Mars One raises a vast range of ethical questions: what basis should one use for selecting who we send on a one-way trip to another planet? How do we establish autonomy and decision competence of those volunteering? What resources should be prioritised in the cargo? Is it ethically permissible to join this type of project? And so on.


I would like to address a different issue. I wonder what happens when the first crime is committed. We are going to put four persons inside a spaceship. They will travel with this spaceship for a year. As they arrive to Mars, they will live together in a confined space for the foreseeable future. I wonder what happens when property rights for the first time are violated. What happens when Ann cheats Charlie and jumps out of the vessel before him, thus becoming the first man on Mars, even though they had an agreement that Charlie would be the first? What happens when the first punch is thrown? What happens when the first rape occurs, when the first murder is committed? There will be no law enforcement in any conventional sense. One wonders: will there even be laws? But perhaps more important: since the crew will not return to earth, there will be no consequences of these people’s actions beyond those that they inflict upon each other. And all of this will be broadcasted. We are about to put four volunteers from around the world in a small capsule, give them resources enough to survive for a very long time, and send them to a different planet on which they will live their lives, and we broadcast all this for the world to see. I wonder if this will not so much be a giant leap for mankind, as it will be the materialisation of Lord of the Flies in the arenaTM. Will this be a giant leap backward, where we turn space into a postmodern amphitheatre, and gather gladiators from around the world to meet there?

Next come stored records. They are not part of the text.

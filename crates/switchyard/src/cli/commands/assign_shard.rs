//! Assign-shard command

use std::path::{Path, PathBuf};

use clap::Args;
use tracing::{info, warn};

use switchyard_core::config::{load_config_or_default, Config};
use switchyard_git::GitRepo;
use switchyard_select::{
    discover_suite, read_selection, DurationStore, Fingerprint, Selection, SelectionReason,
    ShardPlan,
};

use crate::cli::{Cli, OutputFormat};

/// Slice a selection into this worker's shard
#[derive(Debug, Args)]
pub struct AssignShardCommand {
    /// Selection artifact produced by compute-selection
    #[arg(long, default_value = ".switchyard/selection.txt")]
    pub selection: PathBuf,

    /// Total number of shards
    #[arg(long, env = "SWITCHYARD_SHARDS")]
    pub shards: usize,

    /// This worker's 1-based shard index
    #[arg(long, env = "SWITCHYARD_SHARD_INDEX")]
    pub index: usize,

    /// Duration store path (defaults to the fingerprint-derived store)
    #[arg(long)]
    pub durations: Option<PathBuf>,

    /// Repository the suite and store belong to
    #[arg(long, default_value = ".")]
    pub repo: PathBuf,
}

impl AssignShardCommand {
    /// Execute the assign-shard command
    pub fn execute(&self, cli: &Cli) -> anyhow::Result<()> {
        info!(shards = self.shards, index = self.index, "executing assign-shard command");
        let root = config_root(&self.repo);
        let (config, _) = load_config_or_default(&root);

        let selection = match read_selection(&self.selection) {
            Ok(selection) => selection,
            Err(e) => {
                warn!(
                    path = %self.selection.display(),
                    error = %e,
                    "selection artifact unreadable, running the full suite"
                );
                Selection::FullSuite(SelectionReason::SelectionUnavailable(e.to_string()))
            }
        };

        // Discovery failure is fatal here: handing the worker a partial
        // suite would silently skip tests.
        let eligible = match selection {
            Selection::Subset(tests) => tests,
            Selection::FullSuite(reason) => {
                info!(reason = %reason, "expanding the full suite for sharding");
                discover_suite(&root, &config.selection.test_globs)?
            }
        };

        let store = DurationStore::load(&self.store_path(&root, &config));
        let plan = ShardPlan::build(&eligible, &store, self.shards)?;
        let tests = plan.assign(self.index)?;
        let estimated = plan.estimated_load(self.index)?;

        self.output_shard(tests, estimated, cli)
    }

    /// Explicit flag beats the config path beats the fingerprint default
    fn store_path(&self, root: &Path, config: &Config) -> PathBuf {
        if let Some(path) = &self.durations {
            return path.clone();
        }
        if let Some(path) = &config.durations.path {
            return path.clone();
        }
        DurationStore::default_path(root, &Fingerprint::current(&config.durations.group))
    }

    fn output_shard(&self, tests: &[String], estimated: f64, cli: &Cli) -> anyhow::Result<()> {
        match cli.format {
            OutputFormat::Json => {
                let output = serde_json::json!({
                    "shards": self.shards,
                    "index": self.index,
                    "estimated_seconds": estimated,
                    "tests": tests,
                });
                println!("{}", serde_json::to_string_pretty(&output)?);
            }
            OutputFormat::Text => {
                // One test per line and nothing else: stdout feeds the runner
                for test in tests {
                    println!("{}", test);
                }
            }
        }
        Ok(())
    }
}

/// Configuration lives at the work tree root, not the invocation path
fn config_root(path: &Path) -> PathBuf {
    match GitRepo::discover(path) {
        Ok(repo) => repo.workdir().unwrap_or_else(|| repo.path()).to_path_buf(),
        Err(_) => path.to_path_buf(),
    }
}

#[cfg(test)]
mod tests {
    use super::*;

    fn command(durations: Option<PathBuf>) -> AssignShardCommand {
        AssignShardCommand {
            selection: PathBuf::from("selection.txt"),
            shards: 2,
            index: 1,
            durations,
            repo: PathBuf::from("."),
        }
    }

    #[test]
    fn test_store_path_prefers_the_flag() {
        let mut config = Config::default();
        config.durations.path = Some(PathBuf::from("/etc/switchyard/store.json"));

        let cmd = command(Some(PathBuf::from("flag.json")));
        assert_eq!(
            cmd.store_path(Path::new("/repo"), &config),
            PathBuf::from("flag.json")
        );
    }

    #[test]
    fn test_store_path_falls_back_to_config() {
        let mut config = Config::default();
        config.durations.path = Some(PathBuf::from("/etc/switchyard/store.json"));

        let cmd = command(None);
        assert_eq!(
            cmd.store_path(Path::new("/repo"), &config),
            PathBuf::from("/etc/switchyard/store.json")
        );
    }

    #[test]
    fn test_store_path_defaults_to_fingerprint() {
        let config = Config::default();
        let path = command(None).store_path(Path::new("/repo"), &config);

        assert!(path.starts_with("/repo/.switchyard/durations"));
        assert_eq!(path.extension().and_then(|e| e.to_str()), Some("json"));
    }
}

Less cynic commentators will object and stress that these explorers will go through an abundance of psychological assessments, selection processes and that they will be very well-trained. To those with such more optimistic attitudes, I would like to point out two things. First, also soldiers are well-trained and go through psychological evaluations. This doesn’t seem to secure us against unwanted, violent behaviour from them. Second, an implicit selection criterion in the case of the crew of Mars One will be popularity. How good TV will Ann make? This does not seem to be a criterion that is ideal for identifying peaceful, collaborating individuals who will refrain from breaking norms.

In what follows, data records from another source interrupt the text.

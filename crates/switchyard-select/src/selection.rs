//! Selection computation and the selection artifact

use std::collections::BTreeSet;
use std::path::Path;

use tracing::{debug, info, warn};

use switchyard_core::config::SelectionConfig;
use switchyard_git::GitRepo;

use crate::discovery::discover_suite;
use crate::mapper::{ChangeMapper, MappedChange};

/// Artifact line that means "no filter, run the full suite"
pub const FULL_SUITE_SENTINEL: &str = "SENTINEL_ALL_TESTS";

/// Why a computation ended in the full suite
#[derive(Debug, Clone, PartialEq, Eq)]
pub enum SelectionReason {
    /// The changed-file delta could not be computed
    DiffUnavailable(String),
    /// A critical path (build system, CI config, dependencies) changed
    CriticalPath(String),
    /// A changed file could not be mapped to any tests
    UnmappedChange(String),
    /// The mapper or suite discovery could not be built
    SelectionUnavailable(String),
    /// A selection artifact carried the sentinel
    SentinelArtifact,
}

impl std::fmt::Display for SelectionReason {
    fn fmt(&self, f: &mut std::fmt::Formatter<'_>) -> std::fmt::Result {
        match self {
            Self::DiffUnavailable(detail) => write!(f, "changed files unavailable: {}", detail),
            Self::CriticalPath(path) => write!(f, "critical path changed: {}", path),
            Self::UnmappedChange(path) => write!(f, "unmappable change: {}", path),
            Self::SelectionUnavailable(detail) => {
                write!(f, "selection unavailable: {}", detail)
            }
            Self::SentinelArtifact => write!(f, "artifact requested the full suite"),
        }
    }
}

/// Result of a selection computation
#[derive(Debug, Clone, PartialEq, Eq)]
pub enum Selection {
    /// Concrete set of test file paths to run
    Subset(BTreeSet<String>),
    /// Run everything, with the reason recorded
    FullSuite(SelectionReason),
}

impl Selection {
    /// Returns true when the whole suite must run
    pub fn is_full_suite(&self) -> bool {
        matches!(self, Self::FullSuite(_))
    }
}

/// What kind of pipeline event drove this run
#[derive(Debug, Clone)]
pub enum Trigger {
    /// Direct push: compare HEAD against its first parent
    Push,
    /// Pull request: compare head against the merge base with base
    PullRequest { base_sha: String, head_sha: String },
}

/// Compute the test selection for a repository and trigger.
///
/// Infallible on purpose. Every failure mode (no repository, no parent,
/// no merge base, broken configuration) degrades to the full-suite
/// sentinel, so an error can cost machine time but never skip tests.
pub fn compute_selection(repo_path: &Path, config: &SelectionConfig, trigger: &Trigger) -> Selection {
    let repo = match GitRepo::discover(repo_path) {
        Ok(repo) => repo,
        Err(e) => {
            warn!(error = %e, "repository unavailable, selecting the full suite");
            return Selection::FullSuite(SelectionReason::DiffUnavailable(e.to_string()));
        }
    };

    let changed = match trigger {
        Trigger::Push => repo.head_delta(),
        Trigger::PullRequest { base_sha, head_sha } => {
            repo.changed_since_merge_base(base_sha, head_sha)
        }
    };
    let changed = match changed {
        Ok(changed) => changed,
        Err(e) => {
            warn!(error = %e, "changed files unavailable, selecting the full suite");
            return Selection::FullSuite(SelectionReason::DiffUnavailable(e.to_string()));
        }
    };

    let root = repo.workdir().unwrap_or_else(|| repo.path()).to_path_buf();
    select_for_changes(&root, config, &changed)
}

/// Map an already-computed changed-file list to a selection
pub fn select_for_changes(root: &Path, config: &SelectionConfig, changed: &[String]) -> Selection {
    let suite = match discover_suite(root, &config.test_globs) {
        Ok(suite) => suite,
        Err(e) => {
            warn!(error = %e, "suite discovery failed, selecting the full suite");
            return Selection::FullSuite(SelectionReason::SelectionUnavailable(e.to_string()));
        }
    };

    let mapper = match ChangeMapper::from_config(config) {
        Ok(mapper) => mapper,
        Err(e) => {
            warn!(error = %e, "selection config invalid, selecting the full suite");
            return Selection::FullSuite(SelectionReason::SelectionUnavailable(e.to_string()));
        }
    };

    let mut selected = BTreeSet::new();
    for path in changed {
        match mapper.map(path, &suite) {
            MappedChange::Ignored => {
                debug!(path = %path, "change contributes no tests");
            }
            MappedChange::TestFile(test) => {
                selected.insert(test);
            }
            MappedChange::Targets(tests) => {
                selected.extend(tests);
            }
            MappedChange::FullSuite => {
                info!(path = %path, "critical path changed, selecting the full suite");
                return Selection::FullSuite(SelectionReason::CriticalPath(path.clone()));
            }
            MappedChange::Unmapped => {
                info!(path = %path, "change not mappable to tests, selecting the full suite");
                return Selection::FullSuite(SelectionReason::UnmappedChange(path.clone()));
            }
        }
    }

    info!(changed = changed.len(), selected = selected.len(), "test selection computed");
    Selection::Subset(selected)
}

/// Write a selection artifact: sorted test paths, or the sentinel line
pub fn write_selection(path: &Path, selection: &Selection) -> std::io::Result<()> {
    let mut contents = String::new();
    match selection {
        Selection::FullSuite(_) => {
            contents.push_str(FULL_SUITE_SENTINEL);
            contents.push('\n');
        }
        Selection::Subset(tests) => {
            for test in tests {
                contents.push_str(test);
                contents.push('\n');
            }
        }
    }

    if let Some(parent) = path.parent() {
        if !parent.as_os_str().is_empty() {
            std::fs::create_dir_all(parent)?;
        }
    }
    std::fs::write(path, contents)
}

/// Read a selection artifact written by [`write_selection`].
///
/// A sentinel anywhere in the file means the full suite; blank lines
/// are skipped.
pub fn read_selection(path: &Path) -> std::io::Result<Selection> {
    let contents = std::fs::read_to_string(path)?;

    let mut tests = BTreeSet::new();
    for line in contents.lines() {
        let line = line.trim();
        if line.is_empty() {
            continue;
        }
        if line == FULL_SUITE_SENTINEL {
            return Ok(Selection::FullSuite(SelectionReason::SentinelArtifact));
        }
        tests.insert(line.to_string());
    }
    Ok(Selection::Subset(tests))
}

Yet, there is of course also the possibility that these individuals will develop into role models. Perhaps they will grow into beacons of light, uniting a humanity that seems obsessed with petty problems on a small planet in the outskirts of an insignificant galaxy.

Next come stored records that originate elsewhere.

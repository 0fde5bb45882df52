//! Configuration system for Switchyard

mod loader;
mod types;

pub use loader::*;
pub use types::*;
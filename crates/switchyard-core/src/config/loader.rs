//! Configuration loading

use std::path::{Path, PathBuf};

use tracing::{debug, info, warn};

use crate::error::ConfigError;

use super::types::Config;

/// Name of the configuration file looked up at the repository root
pub const CONFIG_FILE_NAME: &str = "switchyard.toml";

/// Load configuration from a file
pub fn load_config(path: &Path) -> Result<Config, ConfigError> {
    if !path.exists() {
        return Err(ConfigError::NotFound(path.to_path_buf()));
    }
    info!(path = %path.display(), "loading config");

    let content = std::fs::read_to_string(path).map_err(ConfigError::Io)?;
    let config: Config = toml::from_str(&content).map_err(ConfigError::TomlError)?;

    debug!(path = %path.display(), "config loaded");
    Ok(config)
}

/// Load `switchyard.toml` from a directory, or fall back to defaults.
///
/// A missing file is the normal case for repositories that rely on the
/// built-in conventions. A file that exists but does not parse is
/// reported and also falls back, so selection can still degrade to the
/// conservative full-suite path instead of aborting the pipeline.
pub fn load_config_or_default(dir: &Path) -> (Config, Option<PathBuf>) {
    let path = dir.join(CONFIG_FILE_NAME);
    match load_config(&path) {
        Ok(config) => (config, Some(path)),
        Err(ConfigError::NotFound(_)) => {
            debug!(dir = %dir.display(), "no config found, using defaults");
            (Config::default(), None)
        }
        Err(e) => {
            warn!(path = %path.display(), error = %e, "config unreadable, using defaults");
            (Config::default(), None)
        }
    }
}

To Mars One, I would like to say that you should take these issues seriously. Whatever selection criteria you plan to use, your venture might well turn into a moral abyss (although potentially a financially very successful one) if your crew cannot constrain itself to a specific set of norms (which you might have to also figure out the details of). You might, thus, want to consider evaluating your candidates based on their propensity to compliance, passivity, and peacefulness rather than searching for testosterone-filled thrill-seekers, or conventional adventurers. Furthermore, you ought to in your training give significant attention to moral education. It seems to me likely that the crew will develop its own norms and ways of living if they manage to survive for a longer period of time. It is worthwhile thinking about how to prepare them for this. Your crew’s behaviour will have an influence on life also on our planet, and you might want to think about what you can do in order to secure that they will constitute positive role models rather than bringing to life the lower instincts and thirst for blood that we all seem doomed to carry.